Newton is included in the Wichita metropolitan statistical area (MSA). It is located in Harvey County which is an agricultural and small manufacturing county with 34,361 people. Harvey County Kansas is part of a 5 county Metro Area with 650,000 people, the largest anchored in the state of Kansas. The major city in this metro area is Wichita, Kansas, 20 miles (20 minutes) to the South via I-135.

2020 census[edit]

The 2020 United States census counted 18,602 people, 7,501 households, and 4,798 families in Newton.[19][20] The population density was 1,276.4 per square mile (492.8/km2). There were 8,256 housing units at an average density of 566.5 per square mile (218.7/km2).[20][21] The racial makeup was 78.79% (14,657) white or European American (73.12% non-Hispanic white), 2.53% (471) black or African-American, 1.01% (188) Native American or Alaska Native, 0.88% (164) Asian, 0.02% (4) Pacific Islander or Native Hawaiian, 6.72% (1,250) from other races, and 10.04% (1,868) from two or more races.[22] Hispanic or Latino of any race was 17.77% (3,306) of the population.[23]
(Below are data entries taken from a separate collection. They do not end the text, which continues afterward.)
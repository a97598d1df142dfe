//! Records file access and the slot allocator.

use std::marker::PhantomData;

use tracing::{debug, trace};

use super::layout::{slot_offset, RecordsHeader, SlotRecord, RECORDS_HEADER_LEN};
use super::options::{StoreOptions, SyncMode};
use crate::primitives::io::FileIo;
use crate::types::{Result, SlotId, StoreError, StoreFile};

/// Vacant records written per `write_at` call while growing.
const GROWTH_CHUNK_RECORDS: u64 = 256;

/// A records file of `R` plus its cached header.
///
/// The cached header is the working copy mutated by the allocator; it only
/// reaches disk through [`RecordFile::persist_header`].
pub struct RecordFile<R: SlotRecord> {
    io: Box<dyn FileIo>,
    header: RecordsHeader,
    sync: SyncMode,
    _record: PhantomData<fn() -> R>,
}

impl<R: SlotRecord> RecordFile<R> {
    /// Initialises an empty file with `capacity` vacant slots.
    pub fn create(io: Box<dyn FileIo>, capacity: u64, sync: SyncMode) -> Result<Self> {
        if slot_offset::<R>(SlotId(capacity)).is_none() {
            return Err(StoreError::IllegalArgument(
                "initial capacity exceeds the addressable file size",
            ));
        }
        let header = RecordsHeader::empty(capacity);
        io.write_at(0, &header.encode())?;
        write_vacant::<R>(io.as_ref(), SlotId(0), capacity)?;
        io.sync_all()?;
        debug!(kind = R::KIND, capacity, "records.create");
        Ok(Self {
            io,
            header,
            sync,
            _record: PhantomData,
        })
    }

    /// Loads the header and checks the file is as long as it claims.
    pub fn open(io: Box<dyn FileIo>, sync: SyncMode) -> Result<Self> {
        let mut buf = [0u8; RECORDS_HEADER_LEN];
        if io.len()? < RECORDS_HEADER_LEN as u64 {
            return Err(StoreError::corrupted(
                StoreFile::Records,
                "records header truncated",
            ));
        }
        io.read_at(0, &mut buf)?;
        let header = RecordsHeader::decode(&buf)?;
        let end = slot_offset::<R>(SlotId(header.capacity)).ok_or(StoreError::corrupted(
            StoreFile::Records,
            "capacity exceeds the addressable file size",
        ))?;
        if io.len()? < end {
            return Err(StoreError::corrupted(
                StoreFile::Records,
                "records file shorter than its capacity",
            ));
        }
        debug!(kind = R::KIND, ?header, "records.open");
        Ok(Self {
            io,
            header,
            sync,
            _record: PhantomData,
        })
    }

    /// The working header.
    pub fn header(&self) -> RecordsHeader {
        self.header
    }

    pub(crate) fn header_mut(&mut self) -> &mut RecordsHeader {
        &mut self.header
    }

    pub(crate) fn set_header(&mut self, header: RecordsHeader) {
        self.header = header;
    }

    /// Reads the header currently on disk, bypassing the cache.
    pub fn read_disk_header(&self) -> Result<RecordsHeader> {
        let mut buf = [0u8; RECORDS_HEADER_LEN];
        self.io.read_at(0, &mut buf)?;
        RecordsHeader::decode(&buf)
    }

    /// Writes `header` to disk. Does not touch the cached copy.
    pub fn persist_header(&self, header: &RecordsHeader) -> Result<()> {
        self.io.write_at(0, &header.encode())?;
        self.flush()
    }

    /// Reads the record at `slot`, which must be below the working capacity.
    pub fn read_slot(&self, slot: SlotId) -> Result<R> {
        if slot.0 >= self.header.capacity {
            return Err(StoreError::corrupted(
                StoreFile::Records,
                "slot pointer beyond capacity",
            ));
        }
        let mut buf = vec![0u8; R::SIZE];
        self.io.read_at(offset_of::<R>(slot)?, &mut buf)?;
        R::decode(&buf)
    }

    /// Overwrites the record at `slot`.
    pub fn write_slot(&self, slot: SlotId, record: &R) -> Result<()> {
        if slot.0 >= self.header.capacity {
            return Err(StoreError::IllegalArgument("slot beyond capacity"));
        }
        trace!(kind = R::KIND, slot = slot.0, "records.write_slot");
        self.io.write_at(offset_of::<R>(slot)?, &record.to_bytes())
    }

    /// Writes consecutive records starting at `first`.
    pub fn write_run(&self, first: SlotId, records: &[R]) -> Result<()> {
        if records.is_empty() {
            return Ok(());
        }
        let end = first.0.checked_add(records.len() as u64);
        if end.map_or(true, |end| end > self.header.capacity) {
            return Err(StoreError::IllegalArgument("slot run beyond capacity"));
        }
        let mut buf = vec![0u8; records.len() * R::SIZE];
        for (record, chunk) in records.iter().zip(buf.chunks_exact_mut(R::SIZE)) {
            record.encode(chunk);
        }
        self.io.write_at(offset_of::<R>(first)?, &buf)
    }

    /// Makes sure `requested` more slots fit below the working capacity.
    ///
    /// When they do not, appends `ceil(growth_factor * (1 + requested))`
    /// vacant records at the slot offset of the current capacity and raises
    /// the working capacity. The on-disk header is left alone; a failed
    /// growth returns [`StoreError::ResizeFailed`] with the working header
    /// unchanged. A request whose slot count or file size would not fit in a
    /// `u64` is an [`StoreError::IllegalArgument`] and writes nothing.
    pub fn reserve(&mut self, requested: u64, opts: &StoreOptions) -> Result<()> {
        let needed = self
            .header
            .next_slot
            .checked_add(requested)
            .ok_or(StoreError::IllegalArgument("requested slot count overflows"))?;
        if needed <= self.header.capacity {
            return Ok(());
        }
        let grow = opts
            .growth_for(requested)
            .ok_or(StoreError::IllegalArgument("requested slot count overflows"))?;
        let new_capacity = self
            .header
            .capacity
            .checked_add(grow)
            .filter(|&capacity| slot_offset::<R>(SlotId(capacity)).is_some())
            .ok_or(StoreError::IllegalArgument(
                "records file would exceed the addressable size",
            ))?;
        let start = SlotId(self.header.capacity);
        debug!(
            kind = R::KIND,
            requested,
            grow,
            capacity = self.header.capacity,
            "records.grow"
        );
        write_vacant::<R>(self.io.as_ref(), start, grow).map_err(|err| match err {
            StoreError::Io(io) => StoreError::ResizeFailed(io),
            other => other,
        })?;
        self.header.capacity = new_capacity;
        Ok(())
    }

    /// Flushes record bytes when the sync mode asks for it.
    pub fn flush(&self) -> Result<()> {
        match self.sync {
            SyncMode::Full => self.io.sync_all(),
            SyncMode::Off => Ok(()),
        }
    }

    /// Physical file length in bytes.
    pub fn file_len(&self) -> Result<u64> {
        self.io.len()
    }
}

fn offset_of<R: SlotRecord>(slot: SlotId) -> Result<u64> {
    slot_offset::<R>(slot).ok_or(StoreError::IllegalArgument("slot beyond addressable range"))
}

fn write_vacant<R: SlotRecord>(io: &dyn FileIo, start: SlotId, count: u64) -> Result<()> {
    let vacant = R::vacant().to_bytes();
    let mut written = 0;
    while written < count {
        let batch = (count - written).min(GROWTH_CHUNK_RECORDS);
        let buf = vacant.repeat(batch as usize);
        io.write_at(offset_of::<R>(SlotId(start.0 + written))?, &buf)?;
        written += batch;
    }
    Ok(())
}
Of the 7,501 households, 29.4% had children under the age of 18; 47.2% were married couples living together; 27.2% had a female householder with no spouse or partner present. 31.1% of households consisted of individuals and 13.9% had someone living alone who was 65 years of age or older.[20] The average household size was 2.4 and the average family size was 3.0.[24] The percent of those with a bachelor’s degree or higher was estimated to be 21.5% of the population.[25]

24.1% of the population was under the age of 18, 8.2% from 18 to 24, 24.6% from 25 to 44, 23.8% from 45 to 64, and 19.3% who were 65 years of age or older. The median age was 39.2 years. For every 100 females, there were 103.9 males.[20] For every 100 females ages 18 and older, there were 106.8 males.[20]

The 2016-2020 5-year American Community Survey estimates show that the median household income was $56,729 (with a margin of error of +/- $2,501) and the median family income was $66,806 (+/- $5,072).[26] Males had a median income of $41,413 (+/- $3,677) versus $29,782 (+/- $3,872) for females. The median income for those above 16 years old was $35,192 (+/- $2,644).[27] Approximately, 6.7% of families and 10.8% of the population were below the poverty line, including 12.7% of those under the age of 18 and 9.4% of those ages 65 or over.[28][29]

2010 census[edit]

As of the census[30] of 2010, there were 19,132 people, 7,584 households, and 5,045 families living in the city.[31] The population density was 1,518.4 inhabitants per square mile (586.3/km2). There were 8,237 housing units at an average density of 653.7 per square mile (252.4/km2). The racial makeup of the city was 88.4% White, 2.2% African American, 0.9% Native American, 0.8% Asian, 4.7% from other races, and 2.9% from two or more races. Hispanic or Latino of any race were 16.3% of the population.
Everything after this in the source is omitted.